In the material below, which lines hold the word "EnvFilter"? Pick each one out.

■ ■ ■ ■

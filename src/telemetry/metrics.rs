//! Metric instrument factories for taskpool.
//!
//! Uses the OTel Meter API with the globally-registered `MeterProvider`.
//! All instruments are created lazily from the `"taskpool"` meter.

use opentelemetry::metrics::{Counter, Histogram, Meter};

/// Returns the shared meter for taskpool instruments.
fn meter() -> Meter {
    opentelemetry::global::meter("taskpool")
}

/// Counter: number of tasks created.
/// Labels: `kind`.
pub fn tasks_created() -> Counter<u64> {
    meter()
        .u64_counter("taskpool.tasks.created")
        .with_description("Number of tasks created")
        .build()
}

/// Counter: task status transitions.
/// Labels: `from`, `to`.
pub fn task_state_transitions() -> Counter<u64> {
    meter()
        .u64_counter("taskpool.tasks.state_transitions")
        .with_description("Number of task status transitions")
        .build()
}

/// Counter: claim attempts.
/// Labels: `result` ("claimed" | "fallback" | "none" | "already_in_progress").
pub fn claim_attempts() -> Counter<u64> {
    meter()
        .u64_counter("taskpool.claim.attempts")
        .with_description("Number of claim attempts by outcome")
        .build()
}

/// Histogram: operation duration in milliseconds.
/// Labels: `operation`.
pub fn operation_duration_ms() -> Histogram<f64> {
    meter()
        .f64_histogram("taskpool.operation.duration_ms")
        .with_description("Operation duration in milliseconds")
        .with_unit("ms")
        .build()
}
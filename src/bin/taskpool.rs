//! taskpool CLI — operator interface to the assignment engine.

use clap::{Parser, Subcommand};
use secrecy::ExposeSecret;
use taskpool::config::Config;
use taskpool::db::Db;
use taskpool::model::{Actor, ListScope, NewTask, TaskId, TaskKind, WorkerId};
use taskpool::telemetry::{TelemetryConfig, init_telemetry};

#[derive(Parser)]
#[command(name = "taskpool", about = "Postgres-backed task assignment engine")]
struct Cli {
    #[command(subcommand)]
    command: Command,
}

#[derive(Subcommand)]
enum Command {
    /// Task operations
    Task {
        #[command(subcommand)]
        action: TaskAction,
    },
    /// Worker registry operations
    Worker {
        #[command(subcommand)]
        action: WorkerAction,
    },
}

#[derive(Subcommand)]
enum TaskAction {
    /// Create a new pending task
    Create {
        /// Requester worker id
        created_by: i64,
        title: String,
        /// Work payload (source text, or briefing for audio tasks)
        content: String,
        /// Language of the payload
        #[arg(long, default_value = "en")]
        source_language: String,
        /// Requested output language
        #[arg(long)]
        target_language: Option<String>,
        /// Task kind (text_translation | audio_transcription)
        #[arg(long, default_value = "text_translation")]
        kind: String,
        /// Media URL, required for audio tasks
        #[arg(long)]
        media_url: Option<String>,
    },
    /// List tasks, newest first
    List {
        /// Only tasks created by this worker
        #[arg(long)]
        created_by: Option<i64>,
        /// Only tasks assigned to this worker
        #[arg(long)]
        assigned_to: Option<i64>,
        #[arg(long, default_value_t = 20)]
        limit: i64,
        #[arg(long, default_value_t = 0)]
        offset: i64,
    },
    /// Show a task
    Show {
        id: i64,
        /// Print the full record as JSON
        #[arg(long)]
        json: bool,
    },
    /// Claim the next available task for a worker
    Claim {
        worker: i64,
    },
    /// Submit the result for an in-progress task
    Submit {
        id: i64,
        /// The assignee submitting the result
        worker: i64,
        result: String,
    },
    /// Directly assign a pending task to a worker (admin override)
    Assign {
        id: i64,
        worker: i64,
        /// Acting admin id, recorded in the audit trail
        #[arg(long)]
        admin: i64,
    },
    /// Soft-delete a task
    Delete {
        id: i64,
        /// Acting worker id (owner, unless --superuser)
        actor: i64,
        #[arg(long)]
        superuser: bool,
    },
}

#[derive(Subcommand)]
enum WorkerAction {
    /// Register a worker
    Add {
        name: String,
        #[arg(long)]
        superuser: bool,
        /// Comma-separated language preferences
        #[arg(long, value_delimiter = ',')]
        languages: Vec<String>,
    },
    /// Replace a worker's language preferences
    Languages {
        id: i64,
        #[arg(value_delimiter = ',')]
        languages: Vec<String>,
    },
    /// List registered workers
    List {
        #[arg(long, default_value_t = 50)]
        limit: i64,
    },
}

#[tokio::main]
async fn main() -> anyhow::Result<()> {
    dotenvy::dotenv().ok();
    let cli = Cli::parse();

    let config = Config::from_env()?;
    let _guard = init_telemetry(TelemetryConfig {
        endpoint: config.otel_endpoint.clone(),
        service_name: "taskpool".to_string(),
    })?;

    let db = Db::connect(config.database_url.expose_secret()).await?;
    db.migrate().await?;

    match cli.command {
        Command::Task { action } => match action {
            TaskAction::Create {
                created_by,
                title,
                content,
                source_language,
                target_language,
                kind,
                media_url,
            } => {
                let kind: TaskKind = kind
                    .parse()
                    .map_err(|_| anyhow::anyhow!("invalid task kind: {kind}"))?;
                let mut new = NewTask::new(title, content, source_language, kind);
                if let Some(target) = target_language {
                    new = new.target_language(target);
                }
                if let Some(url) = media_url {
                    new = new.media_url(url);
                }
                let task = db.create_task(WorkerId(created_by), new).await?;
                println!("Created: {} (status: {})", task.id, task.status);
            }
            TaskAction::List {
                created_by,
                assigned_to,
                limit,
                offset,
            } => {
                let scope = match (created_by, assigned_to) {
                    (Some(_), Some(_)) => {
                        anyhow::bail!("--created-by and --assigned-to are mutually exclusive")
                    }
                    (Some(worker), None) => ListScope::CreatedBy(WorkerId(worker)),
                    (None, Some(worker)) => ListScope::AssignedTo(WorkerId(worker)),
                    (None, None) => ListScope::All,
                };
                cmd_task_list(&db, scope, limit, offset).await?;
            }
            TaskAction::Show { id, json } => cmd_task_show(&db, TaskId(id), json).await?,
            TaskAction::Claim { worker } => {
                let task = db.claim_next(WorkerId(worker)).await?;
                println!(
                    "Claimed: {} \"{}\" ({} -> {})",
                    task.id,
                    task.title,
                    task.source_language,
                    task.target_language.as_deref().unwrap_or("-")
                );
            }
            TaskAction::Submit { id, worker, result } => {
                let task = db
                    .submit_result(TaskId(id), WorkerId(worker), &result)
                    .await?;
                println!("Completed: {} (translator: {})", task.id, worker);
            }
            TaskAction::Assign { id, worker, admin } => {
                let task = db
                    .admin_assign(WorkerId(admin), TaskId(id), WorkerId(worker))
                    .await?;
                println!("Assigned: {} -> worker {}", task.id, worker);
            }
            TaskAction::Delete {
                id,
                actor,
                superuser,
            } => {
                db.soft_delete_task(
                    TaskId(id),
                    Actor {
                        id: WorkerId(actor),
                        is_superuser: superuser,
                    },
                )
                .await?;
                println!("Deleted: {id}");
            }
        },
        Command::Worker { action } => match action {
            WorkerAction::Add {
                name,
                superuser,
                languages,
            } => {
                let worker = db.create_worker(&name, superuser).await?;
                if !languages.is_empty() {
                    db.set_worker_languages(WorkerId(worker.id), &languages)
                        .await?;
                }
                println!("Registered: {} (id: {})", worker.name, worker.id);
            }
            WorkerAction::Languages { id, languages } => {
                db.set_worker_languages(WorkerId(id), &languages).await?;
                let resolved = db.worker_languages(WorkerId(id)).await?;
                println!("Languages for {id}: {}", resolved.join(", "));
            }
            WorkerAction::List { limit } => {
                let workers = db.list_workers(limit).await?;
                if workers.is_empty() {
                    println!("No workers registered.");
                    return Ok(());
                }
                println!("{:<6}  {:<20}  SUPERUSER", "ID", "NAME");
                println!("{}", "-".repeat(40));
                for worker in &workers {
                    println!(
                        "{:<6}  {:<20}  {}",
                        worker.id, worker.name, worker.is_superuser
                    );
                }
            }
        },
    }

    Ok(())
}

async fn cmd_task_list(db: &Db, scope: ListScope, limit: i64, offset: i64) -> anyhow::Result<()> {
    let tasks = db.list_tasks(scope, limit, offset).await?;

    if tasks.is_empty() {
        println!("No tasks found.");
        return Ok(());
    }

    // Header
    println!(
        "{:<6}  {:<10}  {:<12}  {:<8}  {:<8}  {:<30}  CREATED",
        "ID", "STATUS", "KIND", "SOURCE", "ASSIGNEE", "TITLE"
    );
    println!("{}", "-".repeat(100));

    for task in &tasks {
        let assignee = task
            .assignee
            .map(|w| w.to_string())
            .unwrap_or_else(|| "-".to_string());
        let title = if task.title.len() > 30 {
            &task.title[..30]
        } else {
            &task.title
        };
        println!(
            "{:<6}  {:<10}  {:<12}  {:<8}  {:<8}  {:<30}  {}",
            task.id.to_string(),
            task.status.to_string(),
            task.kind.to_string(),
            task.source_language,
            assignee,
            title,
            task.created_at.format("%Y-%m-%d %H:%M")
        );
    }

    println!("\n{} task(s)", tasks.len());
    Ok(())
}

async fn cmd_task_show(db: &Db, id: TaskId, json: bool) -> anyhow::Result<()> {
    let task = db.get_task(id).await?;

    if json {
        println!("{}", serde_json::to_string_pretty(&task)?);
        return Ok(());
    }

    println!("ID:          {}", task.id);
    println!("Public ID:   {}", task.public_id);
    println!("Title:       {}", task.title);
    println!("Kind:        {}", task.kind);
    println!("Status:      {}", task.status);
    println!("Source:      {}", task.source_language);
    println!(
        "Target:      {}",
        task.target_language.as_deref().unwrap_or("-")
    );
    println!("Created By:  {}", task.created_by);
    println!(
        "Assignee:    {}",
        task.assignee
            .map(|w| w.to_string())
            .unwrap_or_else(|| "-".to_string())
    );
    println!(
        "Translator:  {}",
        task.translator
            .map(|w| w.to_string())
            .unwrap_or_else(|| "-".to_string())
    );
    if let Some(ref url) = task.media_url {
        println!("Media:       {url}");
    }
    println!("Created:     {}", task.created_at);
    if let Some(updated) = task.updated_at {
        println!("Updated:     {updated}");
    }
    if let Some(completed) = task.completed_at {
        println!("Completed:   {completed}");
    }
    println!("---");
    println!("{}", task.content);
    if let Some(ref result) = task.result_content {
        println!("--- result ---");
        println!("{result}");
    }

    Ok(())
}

■ ■ ■ ■

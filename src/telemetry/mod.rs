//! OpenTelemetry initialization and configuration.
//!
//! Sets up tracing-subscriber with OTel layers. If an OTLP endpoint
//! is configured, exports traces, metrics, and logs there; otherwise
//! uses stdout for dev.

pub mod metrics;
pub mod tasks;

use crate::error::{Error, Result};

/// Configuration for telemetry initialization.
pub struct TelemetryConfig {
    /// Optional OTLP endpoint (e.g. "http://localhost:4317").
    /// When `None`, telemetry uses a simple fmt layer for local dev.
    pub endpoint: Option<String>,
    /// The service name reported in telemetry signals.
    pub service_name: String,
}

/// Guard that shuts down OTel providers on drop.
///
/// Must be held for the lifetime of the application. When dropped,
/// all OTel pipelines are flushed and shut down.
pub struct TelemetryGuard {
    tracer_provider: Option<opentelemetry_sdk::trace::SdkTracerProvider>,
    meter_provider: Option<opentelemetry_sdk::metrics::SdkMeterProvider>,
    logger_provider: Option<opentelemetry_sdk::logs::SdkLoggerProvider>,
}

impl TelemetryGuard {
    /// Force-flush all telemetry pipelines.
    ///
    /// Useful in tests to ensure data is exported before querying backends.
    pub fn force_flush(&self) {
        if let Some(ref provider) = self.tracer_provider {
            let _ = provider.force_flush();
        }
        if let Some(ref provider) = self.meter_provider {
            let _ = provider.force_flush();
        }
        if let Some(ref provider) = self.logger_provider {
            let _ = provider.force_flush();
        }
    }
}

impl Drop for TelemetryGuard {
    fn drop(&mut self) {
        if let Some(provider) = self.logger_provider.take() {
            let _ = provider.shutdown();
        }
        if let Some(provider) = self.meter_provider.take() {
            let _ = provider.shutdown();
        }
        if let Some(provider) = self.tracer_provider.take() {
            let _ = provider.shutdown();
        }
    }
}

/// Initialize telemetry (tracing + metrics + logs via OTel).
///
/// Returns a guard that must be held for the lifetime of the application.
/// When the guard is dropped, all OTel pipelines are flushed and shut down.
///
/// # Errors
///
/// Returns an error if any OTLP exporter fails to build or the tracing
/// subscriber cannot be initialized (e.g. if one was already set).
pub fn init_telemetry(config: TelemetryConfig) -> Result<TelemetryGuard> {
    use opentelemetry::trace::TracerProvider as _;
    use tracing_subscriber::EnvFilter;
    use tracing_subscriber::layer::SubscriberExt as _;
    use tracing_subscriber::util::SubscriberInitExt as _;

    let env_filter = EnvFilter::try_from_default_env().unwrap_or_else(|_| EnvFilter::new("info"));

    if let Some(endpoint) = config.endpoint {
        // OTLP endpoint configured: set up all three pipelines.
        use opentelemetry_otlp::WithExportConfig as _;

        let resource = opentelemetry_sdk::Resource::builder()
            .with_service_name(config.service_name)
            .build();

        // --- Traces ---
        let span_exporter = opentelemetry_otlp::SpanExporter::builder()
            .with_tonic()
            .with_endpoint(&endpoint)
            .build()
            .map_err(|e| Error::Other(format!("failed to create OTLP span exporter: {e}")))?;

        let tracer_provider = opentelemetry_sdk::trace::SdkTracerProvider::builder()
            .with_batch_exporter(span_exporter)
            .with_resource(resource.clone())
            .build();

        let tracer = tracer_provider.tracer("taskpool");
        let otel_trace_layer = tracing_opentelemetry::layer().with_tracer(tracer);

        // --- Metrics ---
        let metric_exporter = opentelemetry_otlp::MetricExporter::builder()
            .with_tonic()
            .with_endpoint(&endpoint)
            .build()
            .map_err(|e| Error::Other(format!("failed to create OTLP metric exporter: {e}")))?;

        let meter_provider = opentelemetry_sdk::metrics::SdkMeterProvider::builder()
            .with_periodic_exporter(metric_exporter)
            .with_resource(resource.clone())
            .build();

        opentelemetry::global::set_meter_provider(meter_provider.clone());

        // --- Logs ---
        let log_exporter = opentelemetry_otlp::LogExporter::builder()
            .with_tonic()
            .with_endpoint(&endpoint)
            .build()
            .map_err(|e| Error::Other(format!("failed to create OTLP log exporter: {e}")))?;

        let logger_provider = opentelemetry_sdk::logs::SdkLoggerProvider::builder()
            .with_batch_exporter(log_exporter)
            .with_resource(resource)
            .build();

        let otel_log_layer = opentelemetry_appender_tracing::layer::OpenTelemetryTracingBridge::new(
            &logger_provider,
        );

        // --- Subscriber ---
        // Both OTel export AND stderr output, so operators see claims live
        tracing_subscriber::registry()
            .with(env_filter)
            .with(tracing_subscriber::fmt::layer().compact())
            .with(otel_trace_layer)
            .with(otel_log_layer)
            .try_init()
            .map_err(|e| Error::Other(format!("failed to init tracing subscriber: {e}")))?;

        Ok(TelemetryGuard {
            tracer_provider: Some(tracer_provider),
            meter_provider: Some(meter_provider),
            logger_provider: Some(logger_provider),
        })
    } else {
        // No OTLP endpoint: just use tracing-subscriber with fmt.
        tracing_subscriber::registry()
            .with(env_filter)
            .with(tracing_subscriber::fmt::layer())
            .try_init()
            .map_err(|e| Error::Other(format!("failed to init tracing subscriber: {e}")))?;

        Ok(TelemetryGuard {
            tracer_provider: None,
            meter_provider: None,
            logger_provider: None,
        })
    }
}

■ ■ ■ ■

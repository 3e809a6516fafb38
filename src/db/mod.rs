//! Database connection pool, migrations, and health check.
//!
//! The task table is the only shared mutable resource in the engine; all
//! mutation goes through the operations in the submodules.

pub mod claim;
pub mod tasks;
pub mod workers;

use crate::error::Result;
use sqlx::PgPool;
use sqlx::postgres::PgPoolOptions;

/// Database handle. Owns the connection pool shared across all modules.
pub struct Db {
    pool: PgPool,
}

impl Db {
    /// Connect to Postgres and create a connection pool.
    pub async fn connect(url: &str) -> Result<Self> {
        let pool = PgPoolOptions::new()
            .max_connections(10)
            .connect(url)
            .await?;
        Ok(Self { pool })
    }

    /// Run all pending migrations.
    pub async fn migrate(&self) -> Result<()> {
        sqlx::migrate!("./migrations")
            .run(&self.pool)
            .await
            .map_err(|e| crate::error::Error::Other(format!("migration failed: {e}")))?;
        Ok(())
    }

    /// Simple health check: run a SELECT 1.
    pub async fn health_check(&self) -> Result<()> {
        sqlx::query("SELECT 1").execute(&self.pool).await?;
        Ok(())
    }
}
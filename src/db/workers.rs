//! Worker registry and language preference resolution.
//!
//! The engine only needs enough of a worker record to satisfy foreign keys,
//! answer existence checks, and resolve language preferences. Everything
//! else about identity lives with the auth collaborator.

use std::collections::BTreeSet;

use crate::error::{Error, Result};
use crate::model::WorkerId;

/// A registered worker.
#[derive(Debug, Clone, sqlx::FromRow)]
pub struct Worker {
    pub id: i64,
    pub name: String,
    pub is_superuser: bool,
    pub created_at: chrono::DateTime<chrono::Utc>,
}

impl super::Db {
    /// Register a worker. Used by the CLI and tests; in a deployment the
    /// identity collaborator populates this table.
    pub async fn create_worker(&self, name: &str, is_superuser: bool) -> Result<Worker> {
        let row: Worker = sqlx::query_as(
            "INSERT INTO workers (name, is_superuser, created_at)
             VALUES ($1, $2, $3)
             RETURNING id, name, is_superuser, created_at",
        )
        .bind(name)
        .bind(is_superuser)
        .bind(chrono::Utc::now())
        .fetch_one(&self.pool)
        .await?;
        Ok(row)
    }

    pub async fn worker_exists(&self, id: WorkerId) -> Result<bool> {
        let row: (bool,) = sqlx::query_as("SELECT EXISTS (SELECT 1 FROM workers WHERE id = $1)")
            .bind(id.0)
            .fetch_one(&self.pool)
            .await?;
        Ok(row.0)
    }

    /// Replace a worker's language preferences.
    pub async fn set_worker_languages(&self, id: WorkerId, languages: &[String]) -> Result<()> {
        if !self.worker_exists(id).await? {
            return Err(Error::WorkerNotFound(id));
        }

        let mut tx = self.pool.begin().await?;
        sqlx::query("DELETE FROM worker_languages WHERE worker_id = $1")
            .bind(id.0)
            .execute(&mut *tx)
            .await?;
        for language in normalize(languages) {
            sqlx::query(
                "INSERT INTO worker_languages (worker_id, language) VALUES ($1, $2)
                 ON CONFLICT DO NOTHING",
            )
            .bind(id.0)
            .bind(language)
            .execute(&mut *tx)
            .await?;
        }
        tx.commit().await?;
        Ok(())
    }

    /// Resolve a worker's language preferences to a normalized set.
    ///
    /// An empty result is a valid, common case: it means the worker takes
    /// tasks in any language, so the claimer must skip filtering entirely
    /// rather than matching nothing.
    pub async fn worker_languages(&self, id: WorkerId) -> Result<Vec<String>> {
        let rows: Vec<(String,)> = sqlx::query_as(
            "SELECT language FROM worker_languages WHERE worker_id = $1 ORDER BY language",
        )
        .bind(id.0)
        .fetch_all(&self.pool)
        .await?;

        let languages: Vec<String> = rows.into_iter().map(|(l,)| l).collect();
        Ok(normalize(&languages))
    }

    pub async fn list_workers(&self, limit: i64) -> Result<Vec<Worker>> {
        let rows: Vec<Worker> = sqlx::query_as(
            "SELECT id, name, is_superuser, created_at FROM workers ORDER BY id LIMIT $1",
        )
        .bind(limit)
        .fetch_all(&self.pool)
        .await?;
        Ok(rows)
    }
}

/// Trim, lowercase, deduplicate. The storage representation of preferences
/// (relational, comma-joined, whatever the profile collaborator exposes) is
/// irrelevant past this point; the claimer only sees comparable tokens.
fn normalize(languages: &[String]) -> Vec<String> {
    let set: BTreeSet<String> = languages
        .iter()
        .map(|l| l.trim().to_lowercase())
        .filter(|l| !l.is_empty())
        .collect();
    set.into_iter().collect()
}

■ ■ ■ ■

### [Answer section]
    use tracing_subscriber::EnvFilter;
    let env_filter = EnvFilter::try_from_default_env().unwrap_or_else(|_| EnvFilter::new("info"));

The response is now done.